İbrahim (A.S) gidince, kendi aralarında konuşmaya başlarlar. Biri der ki:
-“Yalandan yatalım. Kalbimizi mi okuyacak. Hem memnun etmiş oluruz. Hem de dinimizden dönmemiş oluruz.”
Herkes bu fikri beğenir. İbrahim (A.S) çağrılır.
-“Ey misafir Perver ne tarafa secde edeceğiz.”
İbrahim (A.S) kıbleyi gösterir. Mecusi kafilesi secdeye kapanınca, İbrahim (A.S) ellerini açar ve der ki:
-“Ya Rab! Ben yatırdım, vazifemi yaptım. Sen de kalblerine hidayet ver.” diye niyaza başlar. Hidayet-i İlahiye şimşeği öyle bir kalblerinde çakar ki, başını kaldıran:
-“La İlahe İllallah İbrahim Halilullah.” derler.
Bu kıssada çok dersler var. Hususan vazifemizi yapmak, dua etmek, Cenab-ı Hakkın vazifesine karışmamak. Peygamberimiz (SAV) kavim ve kabilelerden İslamiyeti öğretmek için muallim istendiğinde ekseriyetle iki kişi gönderir. Birine anlatma vazifesi, diğerine dua vazifesini verirmiş. Arkadaşı anlatırken diğer sahabe efendimiz, anlatılanların kalb ve ruhlara tesiri için dua edermiş.
İkinci Kıssa
1940-1950 yıllarında Alim bir Zat, Doğuda kasaba-kasaba dolaşıp, Kur’an öğretiyor, namaz kıldırıyor, vaaz ediyormuş. Bir gün yolda giderken, bakmış ki, karşıdan bir avcı geliyor.

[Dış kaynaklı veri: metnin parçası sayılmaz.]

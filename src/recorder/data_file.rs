//! Append-only JSON-lines data file.
//!
//! Each sample becomes one line. A batch is encoded in full before anything
//! touches the file and is written with a single `write_all`, so a failed
//! write can be rolled back to the end of the previous batch.

use crate::source::{QuantityType, Sample, Unit};
use chrono::{DateTime, Utc};
use serde::{Deserialize, Serialize};
use std::fs::{File, OpenOptions};
use std::io::{BufRead, BufReader, Write};
use std::path::{Path, PathBuf};
use thiserror::Error;
use tracing::error;

/// MIME type of the data file.
pub const CONTENT_TYPE: &str = "application/x-ndjson";

/// File extension of the data file.
pub const FILE_EXTENSION: &str = "jsonl";

/// One persisted sample.
#[derive(Debug, Clone, PartialEq, Serialize, Deserialize)]
pub struct SampleRecord {
    pub quantity_type: QuantityType,
    pub value: f64,
    pub unit: Unit,
    pub start_date: DateTime<Utc>,
    pub end_date: DateTime<Utc>,
    #[serde(skip_serializing_if = "Option::is_none")]
    pub source: Option<String>,
}

impl SampleRecord {
    pub fn from_sample(quantity_type: QuantityType, sample: &Sample) -> Self {
        Self {
            quantity_type,
            value: sample.value,
            unit: sample.unit,
            start_date: sample.start,
            end_date: sample.end,
            source: sample.source.clone(),
        }
    }
}

/// Writer for one recorder data file.
#[derive(Debug)]
pub struct DataFileWriter {
    path: PathBuf,
    file: File,
    /// Length of the file after the last fully written batch.
    committed_len: u64,
    records: u64,
}

impl DataFileWriter {
    /// Create a new data file. Fails if the file already exists.
    pub fn create(path: impl Into<PathBuf>) -> std::io::Result<Self> {
        let path = path.into();
        let file = OpenOptions::new()
            .append(true)
            .create_new(true)
            .open(&path)?;
        Ok(Self::from_file(path, file))
    }

    pub(crate) fn from_file(path: PathBuf, file: File) -> Self {
        Self {
            path,
            file,
            committed_len: 0,
            records: 0,
        }
    }

    pub fn path(&self) -> &Path {
        &self.path
    }

    /// Send further writes to `file`, keeping the committed length.
    #[cfg(test)]
    pub(crate) fn redirect(&mut self, file: File) {
        self.file = file;
    }

    /// Number of records written so far.
    pub fn record_count(&self) -> u64 {
        self.records
    }

    /// Append a batch of records, all or nothing.
    pub fn append_batch(&mut self, records: &[SampleRecord]) -> std::io::Result<()> {
        if records.is_empty() {
            return Ok(());
        }

        let mut buf = Vec::with_capacity(records.len() * 160);
        for record in records {
            serde_json::to_writer(&mut buf, record).map_err(std::io::Error::other)?;
            buf.push(b'\n');
        }

        if let Err(e) = self.file.write_all(&buf).and_then(|()| self.file.flush()) {
            // Drop whatever part of the batch reached the file.
            if let Err(rollback) = self.file.set_len(self.committed_len) {
                error!(
                    path = %self.path.display(),
                    committed_len = self.committed_len,
                    "rollback after failed write failed: {rollback}"
                );
                return Err(std::io::Error::new(
                    e.kind(),
                    format!(
                        "{e}; rollback to byte {} failed: {rollback}",
                        self.committed_len
                    ),
                ));
            }
            return Err(e);
        }

        self.committed_len += buf.len() as u64;
        self.records += records.len() as u64;
        Ok(())
    }

    /// Flush to durable storage and close the file.
    pub fn close(mut self) -> std::io::Result<PathBuf> {
        self.file.flush()?;
        self.file.sync_all()?;
        Ok(self.path)
    }
}

/// Errors reading a data file back.
#[derive(Debug, Error)]
pub enum ReadError {
    #[error("failed to read {}: {source}", path.display())]
    Io {
        path: PathBuf,
        source: std::io::Error,
    },
    #[error("malformed record on line {line}: {source}")]
    Malformed {
        line: usize,
        source: serde_json::Error,
    },
}

/// Read every record of a data file in file order.
pub fn read_records(path: impl AsRef<Path>) -> Result<Vec<SampleRecord>, ReadError> {
    let path = path.as_ref();
    let io_err = |source| ReadError::Io {
        path: path.to_path_buf(),
        source,
    };

    let reader = BufReader::new(File::open(path).map_err(io_err)?);
    let mut records = Vec::new();
    for (index, line) in reader.lines().enumerate() {
        let line = line.map_err(io_err)?;
        if line.trim().is_empty() {
            continue;
        }
        let record = serde_json::from_str(&line).map_err(|source| ReadError::Malformed {
            line: index + 1,
            source,
        })?;
        records.push(record);
    }
    Ok(records)
}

Bir omuzunda silahı, diğer omzunda bir çanta ve içinden sarkan paçavra bezler. Bir elinde kazma, diğer elinde uzunca bir demir. Yanında üç tane köpek. Biri büyük, biri orta, diğeri küçük.

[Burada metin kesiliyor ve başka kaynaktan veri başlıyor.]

//! Quantity Recorder - real-time sensor sample recording for research tasks.
//!
//! A recorder subscribes to one live quantity stream (heart rate, respiratory
//! rate, ...) for the duration of a task step, keeps the most recent sample
//! available to the host, and persists every sample to a JSON-lines file for
//! later analysis.
//!
//! # Architecture
//!
//! ```text
//! ┌──────────────────────────────────────────────────────────────┐
//! │                       Quantity Recorder                       │
//! ├──────────────────────────────────────────────────────────────┤
//! │  ┌─────────────┐  batches  ┌──────────────┐   ┌───────────┐  │
//! │  │ Data source │──────────▶│   Recorder   │──▶│ Data file │  │
//! │  │ (own thread)│           │ (batch lock) │   │  (.jsonl) │  │
//! │  └─────────────┘           └──────────────┘   └───────────┘  │
//! │                               │       │                      │
//! │                               ▼       ▼                      │
//! │                      ┌──────────┐  ┌──────────┐              │
//! │                      │  Latest  │  │ Observer │              │
//! │                      │  sample  │  │(optional)│              │
//! │                      └──────────┘  └──────────┘              │
//! └──────────────────────────────────────────────────────────────┘
//! ```
//!
//! # Example
//!
//! ```no_run
//! use std::sync::Arc;
//! use quantity_recorder::{QuantitySampleRecorder, QuantityType, SimulatedSource, TaskStep, Unit};
//!
//! let mut recorder = QuantitySampleRecorder::new(
//!     QuantityType::HeartRate,
//!     Unit::count_per_minute(),
//!     TaskStep::new("six-minute-walk"),
//!     "/tmp/study",
//!     Arc::new(SimulatedSource::default()),
//! )
//! .expect("output directory must exist");
//!
//! recorder.start().expect("failed to start recording");
//! std::thread::sleep(std::time::Duration::from_secs(5));
//! println!("latest: {:?}", recorder.latest_sample());
//! let result = recorder.stop().expect("failed to close data file");
//! ```

pub mod config;
pub mod recorder;
pub mod source;
pub mod summary;

// Re-export key types at crate root for convenience
pub use config::{Config, ConfigError, SimulatedSettings};
pub use recorder::{
    FileResult, QuantitySampleRecorder, RecorderError, RecorderHandle, RecorderObserver,
    RecorderState, SampleRecord, TaskStep,
};
pub use source::{
    ChannelSource, Delivery, QuantityDataSource, QuantityType, Sample, SampleFeed, SampleHandler,
    SimulatedConfig, SimulatedSource, SourceError, Subscription, Unit,
};
pub use summary::RecordingSummary;

/// Library version.
pub const VERSION: &str = env!("CARGO_PKG_VERSION");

Alim zat yaklaşıp, selam vermiş ve sormuş.
-“Hayırdır böyle nereye gidiyorsun?” Adam demiş.
-“Tilki avlamağa..” Alim Zat sormuş.
-“Tüfeği anladım da, bu üç köpek ne içindir?” Avcı:
-“Tilkiyi vuramazsam. Bu büyük köpek koşacak onu yakalayacak, boğacak. Ben de derisini yüzüp satacağım. Eğer büyük köpek yorulursa, bu ortanca çok iyi koşar. O yakalayıp, boğacak. Ben de derisini yüzüp satacağım. Olur ki, tilki dar bir deliğe girer. Bu iki köpek sığmazsa, bu küçük köpek deliğe girecek, onu boğacak. Ben de derisini yüzüp, çoluk-çocuğa rızık almak için satacağım.”

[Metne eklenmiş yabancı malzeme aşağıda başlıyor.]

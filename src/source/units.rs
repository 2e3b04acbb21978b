//! Measurement units for quantity samples.
//!
//! Units come from a small fixed catalog. Each unit belongs to a dimension and
//! carries a scale factor to the base unit of that dimension, so any two units
//! of the same dimension can be converted into each other.

use serde::{Deserialize, Deserializer, Serialize};
use std::fmt;
use std::str::FromStr;
use thiserror::Error;

/// Physical dimension of a unit.
#[derive(Debug, Clone, Copy, PartialEq, Eq, Hash, Serialize, Deserialize)]
#[serde(rename_all = "snake_case")]
pub enum Dimension {
    /// Events per time (base: count/s)
    Frequency,
    /// Dimensionless ratio (base: fraction)
    Fraction,
    /// Mass (base: kg)
    Mass,
    /// Plain count (base: count)
    Count,
}

/// A measurement unit from the catalog.
#[derive(Debug, Clone, Copy, Serialize)]
#[serde(into = "String")]
pub struct Unit {
    symbol: &'static str,
    dimension: Dimension,
    /// Multiplier converting a value in this unit to the dimension's base unit.
    scale: f64,
}

const CATALOG: &[Unit] = &[
    Unit::new("count/s", Dimension::Frequency, 1.0),
    Unit::new("count/min", Dimension::Frequency, 1.0 / 60.0),
    Unit::new("fraction", Dimension::Fraction, 1.0),
    Unit::new("%", Dimension::Fraction, 0.01),
    Unit::new("kg", Dimension::Mass, 1.0),
    Unit::new("g", Dimension::Mass, 0.001),
    Unit::new("lb", Dimension::Mass, 0.453_592_37),
    Unit::new("count", Dimension::Count, 1.0),
];

impl Unit {
    const fn new(symbol: &'static str, dimension: Dimension, scale: f64) -> Self {
        Self {
            symbol,
            dimension,
            scale,
        }
    }

    /// Beats (or breaths) per minute.
    pub fn count_per_minute() -> Self {
        CATALOG[1]
    }

    /// Events per second.
    pub fn count_per_second() -> Self {
        CATALOG[0]
    }

    pub fn percent() -> Self {
        CATALOG[3]
    }

    pub fn kilogram() -> Self {
        CATALOG[4]
    }

    pub fn count() -> Self {
        CATALOG[7]
    }

    /// Look a unit up by its symbol.
    pub fn parse(symbol: &str) -> Result<Self, UnitError> {
        let symbol = symbol.trim();
        // "bpm" is common enough in study configs to accept as an alias.
        let symbol = if symbol.eq_ignore_ascii_case("bpm") {
            "count/min"
        } else {
            symbol
        };

        CATALOG
            .iter()
            .find(|u| u.symbol == symbol)
            .copied()
            .ok_or_else(|| UnitError::Unknown(symbol.to_string()))
    }

    /// All catalog units of a dimension.
    pub fn all_of(dimension: Dimension) -> impl Iterator<Item = Unit> {
        CATALOG
            .iter()
            .copied()
            .filter(move |u| u.dimension == dimension)
    }

    pub fn symbol(&self) -> &'static str {
        self.symbol
    }

    pub fn dimension(&self) -> Dimension {
        self.dimension
    }

    /// Whether values in `self` can be expressed in `other`.
    pub fn is_compatible_with(&self, other: &Unit) -> bool {
        self.dimension == other.dimension
    }

    /// Convert `value` expressed in `self` into `target`.
    pub fn convert(&self, value: f64, target: &Unit) -> Result<f64, UnitError> {
        if !self.is_compatible_with(target) {
            return Err(UnitError::Incompatible {
                from: self.symbol,
                to: target.symbol,
            });
        }
        if self.symbol == target.symbol {
            return Ok(value);
        }
        Ok(value * self.scale / target.scale)
    }
}

impl PartialEq for Unit {
    fn eq(&self, other: &Self) -> bool {
        self.symbol == other.symbol
    }
}

impl Eq for Unit {}

impl fmt::Display for Unit {
    fn fmt(&self, f: &mut fmt::Formatter<'_>) -> fmt::Result {
        f.write_str(self.symbol)
    }
}

impl FromStr for Unit {
    type Err = UnitError;

    fn from_str(s: &str) -> Result<Self, Self::Err> {
        Unit::parse(s)
    }
}

impl TryFrom<String> for Unit {
    type Error = UnitError;

    fn try_from(value: String) -> Result<Self, Self::Error> {
        Unit::parse(&value)
    }
}

impl<'de> Deserialize<'de> for Unit {
    fn deserialize<D>(deserializer: D) -> Result<Self, D::Error>
    where
        D: Deserializer<'de>,
    {
        let symbol = String::deserialize(deserializer)?;
        Unit::parse(&symbol).map_err(serde::de::Error::custom)
    }
}

impl From<Unit> for String {
    fn from(unit: Unit) -> Self {
        unit.symbol.to_string()
    }
}

/// Unit lookup and conversion errors.
#[derive(Debug, Clone, PartialEq, Eq, Error)]
pub enum UnitError {
    #[error("unknown unit '{0}'")]
    Unknown(String),
    #[error("cannot convert {from} to {to}")]
    Incompatible {
        from: &'static str,
        to: &'static str,
    },
}

#[cfg(test)]
mod tests {
    use super::*;

    #[test]
    fn test_parse_known_units() {
        assert_eq!(Unit::parse("count/min").unwrap(), Unit::count_per_minute());
        assert_eq!(Unit::parse(" kg ").unwrap(), Unit::kilogram());
        assert_eq!(Unit::parse("BPM").unwrap(), Unit::count_per_minute());
        assert!(matches!(Unit::parse("furlong"), Err(UnitError::Unknown(_))));
    }

    #[test]
    fn test_frequency_conversion() {
        let per_sec = Unit::count_per_second();
        let per_min = Unit::count_per_minute();

        let bpm = per_sec.convert(1.2, &per_min).unwrap();
        assert!((bpm - 72.0).abs() < 1e-9);

        let hz = per_min.convert(90.0, &per_sec).unwrap();
        assert!((hz - 1.5).abs() < 1e-9);
    }

    #[test]
    fn test_mass_and_fraction_conversion() {
        let lb = Unit::parse("lb").unwrap();
        let kg = lb.convert(10.0, &Unit::kilogram()).unwrap();
        assert!((kg - 4.5359237).abs() < 1e-9);

        let fraction = Unit::percent()
            .convert(97.0, &Unit::parse("fraction").unwrap())
            .unwrap();
        assert!((fraction - 0.97).abs() < 1e-9);
    }

    #[test]
    fn test_incompatible_conversion() {
        let err = Unit::kilogram()
            .convert(1.0, &Unit::count_per_minute())
            .unwrap_err();
        assert_eq!(
            err,
            UnitError::Incompatible {
                from: "kg",
                to: "count/min"
            }
        );
    }

    #[test]
    fn test_serde_uses_symbol() {
        let json = serde_json::to_string(&Unit::count_per_minute()).unwrap();
        assert_eq!(json, "\"count/min\"");

        let unit: Unit = serde_json::from_str("\"%\"").unwrap();
        assert_eq!(unit, Unit::percent());
        assert!(serde_json::from_str::<Unit>("\"parsec\"").is_err());
    }

    #[test]
    fn test_deserialize_from_owned_input() {
        #[derive(Deserialize)]
        struct Reading {
            unit: Unit,
        }

        let input = String::from(r#"{"unit": "bpm"}"#).into_bytes();
        let reading: Reading = serde_json::from_reader(input.as_slice()).unwrap();
        assert_eq!(reading.unit, Unit::count_per_minute());

        let err = serde_json::from_str::<Unit>("\"parsec\"").unwrap_err();
        assert!(err.to_string().contains("unknown unit 'parsec'"));
    }
}
//! Hetzner Robot server inventory and boot configuration.
//!
//! This crate wraps the Robot webservice for dedicated servers and exposes
//! it as declarative resources and data sources.
//!
//! # Example
//!
//! ```rust,ignore
//! use robot::{BootProfileKind, RobotClient, RobotConfig};
//!
//! #[tokio::main]
//! async fn main() -> anyhow::Result<()> {
//!     let client = RobotClient::new(RobotConfig::from_env()?)?;
//!
//!     // Arm the rescue system for the next boot
//!     let boot = client
//!         .set_boot_profile(321, BootProfileKind::Rescue, "linux", "", &[])
//!         .await?;
//!     println!("rescue password: {:?}", boot.password);
//!
//!     for server in client.get_servers().await? {
//!         println!("{} {}", server.server_number, server.name);
//!     }
//!     Ok(())
//! }
//! ```

#![warn(clippy::pedantic)]
#![allow(clippy::module_name_repetitions)]

pub mod api;
pub mod boot;
pub mod client;
pub mod config;
pub mod error;
pub mod resources;
pub mod server;

pub use api::RobotApi;
pub use boot::{ActiveBoot, BootProfile, BootProfileKind};
pub use client::RobotClient;
pub use config::RobotConfig;
pub use error::RobotError;
pub use resources::{DataSource, Resource, ResourceData, RobotProvider};
pub use server::{Server, Subnet};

Alim Zat tebessüm etmiş ve demiş:
-“Peki bu kazma, uzun demir, paçavra ne işine yarıyor.” Avcı der:
-“Ola ki tilkinin kaçtığı deliğe küçük köpek giremezse, bu kazma ile deliği açacağım. Tilkiyi öldürüp, derisini yüzeceğim. Oldu ki delik, kayadan, taştan olursa, kazamazsam bu uzun demir ile onu öldüreceğim. Ola ki girdiği delik, düz olmaz, girintili-çıkıntılı olurda bu demir işe yaramazsa paçavrayı tutuşturup, deliğe sokacağım. Dumandan tilki çıkacak, onu öldürüp, derisini yüzüp, satacağım.” deyince.. Alim Zat demiş:
-“Ula oğul, desene, bu tilkinin işi, Allaha kaldı.”
Bu avcı kafaya takmış ki, tilkiyi avlayacak. Bütün ihtimalleri baştan düşünüp, her ihtimali ortadan kaldıracak bir sebep, bir alet bulmuş. Demek biz de, hizmeti ulaştıracağımız kişileri tanıyarak, onların her bahanesine karşı hazırlıklı olmalıyız. Bir kere denemeyle bırakmamalıyız.